THE RECORDS: Begin
//! Configuration management for ragprep.
//!
//! This module handles loading configuration from TOML files and
//! environment variables, with sensible defaults for all settings.
//! Command-line flags are applied on top by the CLI.

use crate::core::error::{RagprepError, Result};
use crate::core::xdg::XdgDirs;
use serde::{Deserialize, Serialize};
use std::env;
use std::fmt;
use std::fs;
use std::path::{Path, PathBuf};
use std::str::FromStr;

/// Main configuration structure
#[derive(Debug, Clone, Default, PartialEq, Deserialize, Serialize)]
pub struct Config {
    #[serde(default)]
    pub paths: PathsConfig,
    #[serde(default)]
    pub ingestion: IngestionConfig,
    #[serde(default)]
    pub embedding: EmbeddingConfig,
}

/// Default locations of the three trees
#[derive(Debug, Clone, PartialEq, Deserialize, Serialize)]
pub struct PathsConfig {
    /// Raw documents to ingest
    #[serde(default = "default_input_dir")]
    pub input_dir: PathBuf,

    /// Chunk records written by ingestion
    #[serde(default = "default_chunks_dir")]
    pub chunks_dir: PathBuf,

    /// Embedded records written by the embedding stage
    #[serde(default = "default_embeddings_dir")]
    pub embeddings_dir: PathBuf,
}

/// Ingestion configuration
#[derive(Debug, Clone, PartialEq, Deserialize, Serialize)]
pub struct IngestionConfig {
    /// Characters per chunk (not bytes!)
    #[serde(default = "default_chunk_size")]
    pub chunk_size: usize,

    /// Character overlap between consecutive chunks
    #[serde(default = "default_chunk_overlap")]
    pub chunk_overlap: usize,

    /// Maximum file size in MB (0 disables the limit)
    #[serde(default = "default_max_file_size")]
    pub max_file_size_mb: usize,

    /// File patterns to skip (glob syntax)
    #[serde(default)]
    pub exclude_patterns: Vec<String>,
}

/// Embedding configuration
#[derive(Debug, Clone, PartialEq, Deserialize, Serialize)]
pub struct EmbeddingConfig {
    #[serde(default)]
    pub provider: EmbeddingProvider,

    #[serde(default = "default_model")]
    pub model: String,

    /// Base URL of an OpenAI-compatible API
    #[serde(default = "default_base_url")]
    pub base_url: String,

    /// Requested vector length (provider default when unset)
    #[serde(default, skip_serializing_if = "Option::is_none")]
    pub dimensions: Option<usize>,

    /// Records per embedding call
    #[serde(default = "default_batch_size")]
    pub batch_size: usize,

    /// Per-request timeout in seconds
    #[serde(default = "default_timeout_secs")]
    pub timeout_secs: u64,

    /// Retries for transient request failures
    #[serde(default = "default_max_retries")]
    pub max_retries: usize,
}

/// Service behind the embedding stage
#[derive(Debug, Clone, Copy, Default, PartialEq, Eq, Deserialize, Serialize)]
#[serde(rename_all = "lowercase")]
pub enum EmbeddingProvider {
    /// OpenAI-compatible HTTP API
    #[default]
    OpenAi,

    /// Offline feature hashing, no network access
    Hash,
}

impl EmbeddingProvider {
    pub fn as_str(self) -> &'static str {
        match self {
            EmbeddingProvider::OpenAi => "openai",
            EmbeddingProvider::Hash => "hash",
        }
    }
}

impl fmt::Display for EmbeddingProvider {
    fn fmt(&self, f: &mut fmt::Formatter<'_>) -> fmt::Result {
        f.write_str(self.as_str())
    }
}

impl FromStr for EmbeddingProvider {
    type Err = String;

    fn from_str(s: &str) -> std::result::Result<Self, Self::Err> {
        match s.trim().to_lowercase().as_str() {
            "openai" => Ok(EmbeddingProvider::OpenAi),
            "hash" => Ok(EmbeddingProvider::Hash),
            other => Err(format!(
                "unknown embedding provider '{other}' (expected 'openai' or 'hash')"
            )),
        }
    }
}

// Default value functions
fn default_input_dir() -> PathBuf {
    PathBuf::from("data/raw_docs")
}

fn default_chunks_dir() -> PathBuf {
    PathBuf::from("data/processed")
}

fn default_embeddings_dir() -> PathBuf {
    PathBuf::from("data/embeddings")
}

fn default_chunk_size() -> usize {
    1000
}

fn default_chunk_overlap() -> usize {
    200
}

fn default_max_file_size() -> usize {
    100
}

fn default_model() -> String {
    "text-embedding-3-small".to_string()
}

fn default_base_url() -> String {
    "https://api.openai.com/v1".to_string()
}

fn default_batch_size() -> usize {
    20
}

fn default_timeout_secs() -> u64 {
    60
}

fn default_max_retries() -> usize {
    3
}

impl Default for PathsConfig {
    fn default() -> Self {
        Self {
            input_dir: default_input_dir(),
            chunks_dir: default_chunks_dir(),
            embeddings_dir: default_embeddings_dir(),
        }
    }
}

impl Default for IngestionConfig {
    fn default() -> Self {
        Self {
            chunk_size: default_chunk_size(),
            chunk_overlap: default_chunk_overlap(),
            max_file_size_mb: default_max_file_size(),
            exclude_patterns: Vec::new(),
        }
    }
}

impl Default for EmbeddingConfig {
    fn default() -> Self {
        Self {
            provider: EmbeddingProvider::default(),
            model: default_model(),
            base_url: default_base_url(),
            dimensions: None,
            batch_size: default_batch_size(),
            timeout_secs: default_timeout_secs(),
            max_retries: default_max_retries(),
        }
    }
}

impl IngestionConfig {
    pub fn validate(&self) -> Result<()> {
        if self.chunk_size == 0 {
            return Err(RagprepError::ConfigError(
                "Chunk size must be non-zero".to_string(),
            ));
        }

        if self.chunk_overlap >= self.chunk_size {
            return Err(RagprepError::ConfigError(
                "Chunk overlap must be less than chunk size".to_string(),
            ));
        }

        Ok(())
    }
}

impl EmbeddingConfig {
    pub fn validate(&self) -> Result<()> {
        if self.batch_size == 0 {
            return Err(RagprepError::ConfigError(
                "Batch size must be non-zero".to_string(),
            ));
        }

        if self.timeout_secs == 0 {
            return Err(RagprepError::ConfigError(
                "Embedding timeout must be non-zero".to_string(),
            ));
        }

        if self.dimensions == Some(0) {
            return Err(RagprepError::ConfigError(
                "Embedding dimensions must be non-zero when set".to_string(),
            ));
        }

        if self.provider == EmbeddingProvider::OpenAi && self.model.trim().is_empty() {
            return Err(RagprepError::ConfigError(
                "Embedding model must be set for the openai provider".to_string(),
            ));
        }

        Ok(())
    }
}

impl Config {
    /// Load configuration from TOML file
    pub fn from_file(path: impl AsRef<Path>) -> Result<Self> {
        let path = path.as_ref();
        let contents = fs::read_to_string(path).map_err(|e| {
            RagprepError::ConfigError(format!("Failed to read config file {path:?}: {e}"))
        })?;

        let config: Config = toml::from_str(&contents)?;
        Ok(config)
    }

    /// Load config with priority: env vars > TOML > defaults
    ///
    /// This method uses XDG Base Directory specification for file locations.
    pub fn load() -> Result<Self> {
        let xdg = XdgDirs::new();
        Self::load_with_xdg(&xdg)
    }

    /// Load config with explicit XDG directories
    ///
    /// Priority order:
    /// 1. RAGPREP_CONFIG env var
    /// 2. XDG config file (~/.config/ragprep/config.toml)
    /// 3. Legacy ./ragprep.toml
    /// 4. Defaults
    pub fn load_with_xdg(xdg: &XdgDirs) -> Result<Self> {
        let mut config = if let Ok(config_path) = env::var("RAGPREP_CONFIG") {
            Self::from_file(config_path)?
        } else {
            let xdg_config = xdg.config_file();
            if xdg_config.exists() {
                Self::from_file(xdg_config)?
            } else if Path::new("ragprep.toml").exists() {
                Self::from_file("ragprep.toml")?
            } else {
                Self::default()
            }
        };

        config.merge_env()?;
        config.validate()?;

        Ok(config)
    }

    /// Merge configuration with environment variables
    ///
    /// Unparseable numeric values are ignored with a warning; an unknown
    /// provider name is an error.
    pub fn merge_env(&mut self) -> Result<()> {
        // Paths
        if let Ok(dir) = env::var("RAGPREP_INPUT_DIR") {
            self.paths.input_dir = PathBuf::from(dir);
        }
        if let Ok(dir) = env::var("RAGPREP_CHUNKS_DIR") {
            self.paths.chunks_dir = PathBuf::from(dir);
        }
        if let Ok(dir) = env::var("RAGPREP_EMBEDDINGS_DIR") {
            self.paths.embeddings_dir = PathBuf::from(dir);
        }

        // Ingestion
        if let Some(size) = env_number("RAGPREP_CHUNK_SIZE") {
            self.ingestion.chunk_size = size;
        }
        if let Some(overlap) = env_number("RAGPREP_CHUNK_OVERLAP") {
            self.ingestion.chunk_overlap = overlap;
        }
        if let Some(size) = env_number("RAGPREP_MAX_FILE_SIZE_MB") {
            self.ingestion.max_file_size_mb = size;
        }

        // Embedding
        if let Ok(provider) = env::var("RAGPREP_EMBEDDING_PROVIDER") {
            self.embedding.provider = provider
                .parse()
                .map_err(|e| RagprepError::ConfigError(format!("RAGPREP_EMBEDDING_PROVIDER: {e}")))?;
        }
        if let Ok(model) = env::var("RAGPREP_EMBEDDING_MODEL") {
            self.embedding.model = model;
        }
        if let Ok(base_url) = env::var("RAGPREP_EMBEDDING_BASE_URL") {
            self.embedding.base_url = base_url;
        }
        if let Some(batch_size) = env_number("RAGPREP_BATCH_SIZE") {
            self.embedding.batch_size = batch_size;
        }
        if let Some(timeout) = env_number("RAGPREP_EMBEDDING_TIMEOUT_SECS") {
            self.embedding.timeout_secs = timeout;
        }
        if let Some(retries) = env_number("RAGPREP_EMBEDDING_MAX_RETRIES") {
            self.embedding.max_retries = retries;
        }

        Ok(())
    }

    /// Validate configuration values
    pub fn validate(&self) -> Result<()> {
        self.ingestion.validate()?;
        self.embedding.validate()
    }

    /// Log configuration (the API key is never part of it)
    pub fn log_config(&self) {
        tracing::info!("Configuration loaded:");
        tracing::info!("  Input dir: {:?}", self.paths.input_dir);
        tracing::info!("  Chunks dir: {:?}", self.paths.chunks_dir);
        tracing::info!("  Embeddings dir: {:?}", self.paths.embeddings_dir);
        tracing::info!("  Chunk size: {} chars", self.ingestion.chunk_size);
        tracing::info!("  Chunk overlap: {} chars", self.ingestion.chunk_overlap);
        tracing::info!("  Max file size: {} MB", self.ingestion.max_file_size_mb);
        tracing::info!(
            "  Exclude patterns: {} patterns",
            self.ingestion.exclude_patterns.len()
        );
        tracing::info!("  Embedding provider: {}", self.embedding.provider);
        tracing::info!("  Embedding model: {}", self.embedding.model);
        tracing::info!("  Batch size: {}", self.embedding.batch_size);
        tracing::info!("  Request timeout: {}s", self.embedding.timeout_secs);
    }
}

fn env_number<T: FromStr>(name: &str) -> Option<T> {
    let raw = env::var(name).ok()?;
    match raw.trim().parse() {
        Ok(value) => Some(value),
        Err(_) => {
            tracing::warn!("Ignoring {}={:?}: not a valid number", name, raw);
            None
        }
    }
}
THE RECORDS: End
**EXERCISE:**
Return each line of the entries that holds the string "trim".

**REPLY TO THE EXERCISE:**
        match s.trim().to_lowercase().as_str() {
        if self.provider == EmbeddingProvider::OpenAi && self.model.trim().is_empty() {
    match raw.trim().parse() {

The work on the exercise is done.